If Christ’s coming to your cross hasn’t led you to other crosses that is very unusual.
A decade ago Nicholas Wolterstorff, a preeminent philosopher and a guest on our campus on more than one occasion, lost his son in a mountaineering accident. He experienced a long night of grief. As he emerged from this experience of the cross, he wrote: “To believe in Christ’s rising and death’s dying is also to live with the power and the challenge to rise up now from all of our dark graves of suffering love…if love for those around us is not expanded, if gratitude for what is good does not flame up, if insight is not deepened, if aching for a new day is not intensified, if hope is weakened and faith diminished, if from the experience of death comes nothing good, then death has won. Then death, be proud.”
You can write the litany of a world of evil, human crises and crosses as well as me.
There are crosses and there is death all around. But God bids us, “Let not death win, let not death be proud! Take up the cross, follow me.”
- Take up the cross in your town where people are hungering for spiritual food.
- Take up the cross in your congregation where leaders and teachers and caregivers of many kinds are needed.
- Take up the cross in your community where we need people willing to get their hands into uncivil politics, their minds stirred by social complexity, and their lives caught up in important causes.
- Take up the cross in your place of business or service where people are looking for purpose and principle, for the authority of integrity.
We will do that by helping our students discover and navigate the imperfect and paradoxical nature of this world. We will do it by preparing students for crosses that they may not be expecting. We will do it by confronting students with the reality of their finitude – that is, the reality of the crosses in their lives and in the life of the world. We will do it by proclaiming that truth is more than we can smell or handle, weigh or count. That truth is ultimately found in the transcendent, in the Word who became flesh. We do it by introducing students to a worldview that makes sense of history and the cross.
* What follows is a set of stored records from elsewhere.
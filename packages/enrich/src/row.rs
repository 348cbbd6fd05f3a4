//! Per-row enrichment.

use std::sync::Arc;

use resale_map_enrich_models::{Coordinate, FeatureRecord, InputRow, QueryKey};

use crate::classify::{CategoryBuckets, classify};
use crate::client::{FetchClient, FetchOutcome};
use crate::query::{DEFAULT_RADIUS_METERS, SnapshotDate, build_query};

/// Turns one [`InputRow`] into a [`FeatureRecord`] using a shared
/// [`FetchClient`].
#[derive(Debug)]
pub struct RowProcessor {
    client: Arc<FetchClient>,
    radius_meters: u32,
}

impl RowProcessor {
    /// Creates a processor with the default search radius.
    #[must_use]
    pub const fn new(client: Arc<FetchClient>) -> Self {
        Self {
            client,
            radius_meters: DEFAULT_RADIUS_METERS,
        }
    }

    /// Sets the search radius.
    #[must_use]
    pub const fn with_radius(mut self, radius_meters: u32) -> Self {
        self.radius_meters = radius_meters;
        self
    }

    /// The client used for lookups.
    #[must_use]
    pub const fn client(&self) -> &Arc<FetchClient> {
        &self.client
    }

    /// Enriches a single row.
    ///
    /// Returns [`FeatureRecord::Degraded`] when the row has no usable
    /// coordinate or the upstream is unavailable.
    pub async fn process(&self, row: &InputRow) -> FeatureRecord {
        self.process_detailed(row)
            .await
            .map_or(FeatureRecord::Degraded, |buckets| {
                FeatureRecord::Enriched(buckets.features())
            })
    }

    /// Like [`Self::process`] but returns the full category buckets
    /// (names, addresses, every distance) instead of the reduced record.
    ///
    /// Returns `None` wherever [`Self::process`] would degrade.
    pub async fn process_detailed(&self, row: &InputRow) -> Option<CategoryBuckets> {
        let (Some(latitude), Some(longitude)) = (row.latitude, row.longitude) else {
            log::debug!("Row has no coordinates, skipping lookup");
            return None;
        };

        let origin = match Coordinate::new(latitude, longitude) {
            Ok(origin) => origin,
            Err(e) => {
                log::warn!("Skipping row: {e}");
                return None;
            }
        };

        let snapshot = row
            .period
            .as_deref()
            .map(str::trim)
            .filter(|p| !p.is_empty())
            .and_then(|period| match SnapshotDate::parse(period) {
                Ok(snapshot) => Some(snapshot),
                Err(e) => {
                    log::warn!(
                        "{e} for row with Latitude {latitude} and Longitude {longitude}; querying live data"
                    );
                    None
                }
            });

        let key = QueryKey::new(origin, snapshot.as_ref().map(SnapshotDate::to_instant));
        let query = build_query(origin, self.radius_meters, snapshot.as_ref());

        match self.client.fetch(&key, &query).await {
            FetchOutcome::Available(result) => Some(classify(&result, origin)),
            FetchOutcome::Unavailable => None,
        }
    }
}

#[cfg(test)]
mod tests {
    use super::*;
    use crate::cache::ResponseCache;
    use crate::client::test_support::{CountingTransport, ScriptedTransport};
    use resale_map_enrich_models::{AmenityCategory, ElementKind, OsmElement, RawQueryResult};

    fn stops() -> RawQueryResult {
        RawQueryResult {
            elements: vec![OsmElement {
                kind: ElementKind::Node,
                id: Some(7),
                lat: Some(1.3505),
                lon: Some(103.8),
                geometry: None,
                tags: [("highway".to_string(), "bus_stop".to_string())]
                    .into_iter()
                    .collect(),
            }],
        }
    }

    fn processor(transport: Arc<dyn crate::transport::OverpassTransport>) -> RowProcessor {
        let client = FetchClient::new(transport, Arc::new(ResponseCache::new()));
        RowProcessor::new(Arc::new(client))
    }

    fn row(lat: Option<f64>, lon: Option<f64>, period: Option<&str>) -> InputRow {
        InputRow {
            latitude: lat,
            longitude: lon,
            period: period.map(str::to_string),
        }
    }

    #[tokio::test(start_paused = true)]
    async fn missing_coordinates_degrade_without_network() {
        let transport = Arc::new(CountingTransport::new(stops()));
        let processor = processor(transport.clone());

        assert!(processor.process(&row(None, Some(103.8), None)).await.is_degraded());
        assert!(processor.process(&row(Some(1.35), None, None)).await.is_degraded());
        assert!(
            processor
                .process(&row(Some(123.0), Some(103.8), None))
                .await
                .is_degraded()
        );
        assert_eq!(transport.calls(), 0);
    }

    #[tokio::test(start_paused = true)]
    async fn enriches_row() {
        let transport = Arc::new(CountingTransport::new(stops()));
        let processor = processor(transport.clone());

        let record = processor.process(&row(Some(1.35), Some(103.8), None)).await;
        let features = record.features().unwrap();
        let bus = features.get(AmenityCategory::BusStop);
        assert_eq!(bus.count, 1);
        assert!(bus.nearest_distance.unwrap() > 0.0);
        assert_eq!(features.get(AmenityCategory::School).count, 0);
        assert_eq!(features.get(AmenityCategory::School).nearest_distance, None);
    }

    #[tokio::test(start_paused = true)]
    async fn period_scopes_query() {
        let transport = Arc::new(CountingTransport::new(stops()));
        let processor = processor(transport.clone());

        processor
            .process(&row(Some(1.35), Some(103.8), Some("2018-06")))
            .await;

        let queries = transport.queries.lock().unwrap().clone();
        assert_eq!(queries.len(), 1);
        assert!(queries[0].contains("[date:\"2018-06-01T00:00:00Z\"]"));
    }

    #[tokio::test(start_paused = true)]
    async fn bad_period_falls_back_to_live_query() {
        let transport = Arc::new(CountingTransport::new(stops()));
        let processor = processor(transport.clone());

        let record = processor
            .process(&row(Some(1.35), Some(103.8), Some("June 2018")))
            .await;
        assert!(!record.is_degraded());

        // Same key as a row with no period at all.
        processor.process(&row(Some(1.35), Some(103.8), None)).await;
        assert_eq!(transport.calls(), 1);

        let queries = transport.queries.lock().unwrap().clone();
        assert!(!queries[0].contains("date:"));
    }

    #[tokio::test(start_paused = true)]
    async fn unavailable_upstream_degrades() {
        let transport = Arc::new(ScriptedTransport::new(vec![Err("504".to_string())]));
        let processor = processor(transport.clone());

        let record = processor.process(&row(Some(1.35), Some(103.8), None)).await;
        assert!(record.is_degraded());
        assert_eq!(transport.calls(), 3);
    }

    #[tokio::test(start_paused = true)]
    async fn custom_radius_is_used() {
        let transport = Arc::new(CountingTransport::new(stops()));
        let processor = processor(transport.clone()).with_radius(1200);

        processor.process(&row(Some(1.35), Some(103.8), None)).await;
        let queries = transport.queries.lock().unwrap().clone();
        assert!(queries[0].contains("around:1200,"));
    }
}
We will bear all of these crosses in our homes, in our communities, at our college, in our world, for that is what God calls us to do. Let us all confess that we will not always do our cross bearing well. Like Peter and the Corinthians, we will get it wrong sometimes, but Jesus will find us in those places too, and help us along with his forgiving, renewing word.
We have been harvesting memories during these homecoming days. But pray God, in the process we have experienced the cross, there to be found again and there to be called again by Christ. And in such places we express again our Soli Deo Gloria. Amen.